In Africa, the The use of bows and arrows has been documented as far back as 70,000 years ago. But so far, in Europe, the oldest evidence was between 10,000 and 12,000 years old (in Germany).

This new study is taken from tools found in the Mandrin cave, in Drôme. The site has been excavated since 1990, and several archaeological layers there trace more than 80,000 years of occupation of the place, where Homo sapiens (modern human) alternated and the'Neanderthal man.

Small Neronian points have been experimentally reproduced using the same flint and techniques as at the time.

Layer E has been attributed to the presence of< em>Homo sapiens 54,000 years ago, caught between two layers demonstrating the presence of Neanderthals.

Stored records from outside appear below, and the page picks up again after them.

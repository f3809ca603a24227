use std::process;

use cyrkana_core::settings::settings;

use crate::assets::AssetDir;

macro_rules! die {
    ($result:expr, $($arg:tt)*) => {
        $result.unwrap_or_else(|e| {
            eprintln!($($arg)*, e);
            process::exit(1);
        })
    };
}

pub fn profiles_cmd(assets: &AssetDir, json: bool) {
    let engine = cyrkana_core::Engine::new();
    die!(assets.init(&engine), "Error loading assets: {}");
    let profiles = die!(engine.profiles(), "Error: {}");

    if json {
        let out = die!(serde_json::to_string_pretty(&profiles), "Error: {}");
        println!("{out}");
        return;
    }

    let default_id = engine.default_profile().map(|p| p.id).ok();
    for p in &profiles {
        let marker = if default_id.as_deref() == Some(p.id.as_str()) {
            "*"
        } else {
            " "
        };
        println!(
            "{marker} {:<16} {:<16} {} keys  {} / {}",
            p.id,
            p.input_schema_id,
            p.keyboard_layout.len(),
            p.name_default,
            p.name_local
        );
    }
    if default_id.as_deref() != Some(settings().profiles.default.as_str()) {
        eprintln!(
            "note: configured default profile {:?} is not registered",
            settings().profiles.default
        );
    }
}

However, hundreds of cut stone points have been found in this famous layer E, with a finesse of execution superior to those present in the other layers.

These points are are revealed to be the key for researchers, because the other materials used for archery (wood, fibers, leather…) are much more fragile and therefore disappear over time, making the identification of this technique generally difficult.

To ascertain the function of these points – some of which are smaller than a coin – scientists have made replicas of them and projected them at the end of arrows using x27;a bow at dead animals.

We could only throw them at animals with a bow, because they were too small and light to be effective otherwise, explained to AFP Laure Metz, researcher at the University of Aix-Marseille and main author of the study. We had to use this method of propulsion.

In addition, the fractures obtained at the end of the replicas, due to contact with the bone of the animal, were then compared with those observed on the flint points found in the cave.

< p class="e-p">The fractures, many of them, although not all, were impact fractures, explained Laure Metz.

At the time, the occupants of the cave had to hunt horses, bison and deer. Animal bones were found inside.

The arrival of Homo sapiens in Western Europe has been dated to around 54,000 years ago thanks to discoveries made in Mandrin Cave. The researchers had then shown, in a previous study, that these two human species had occupied the place alternately.

Sapiens and Neanderthals probably crossed paths, according to Laure Metz, without it being possible to say what may have been the nature of their meeting, peaceful or not.

But the Neanderthals who inhabited the cave after Homo sapiens continued to use traditional weapons, such as spears, without developing propulsion techniques, she pointed out.

The traditions and technologies of these two populations were thus profoundly distinct, illustrating a remarkable technological advantage for modern populations as they expanded across the European continent, the study authors concluded.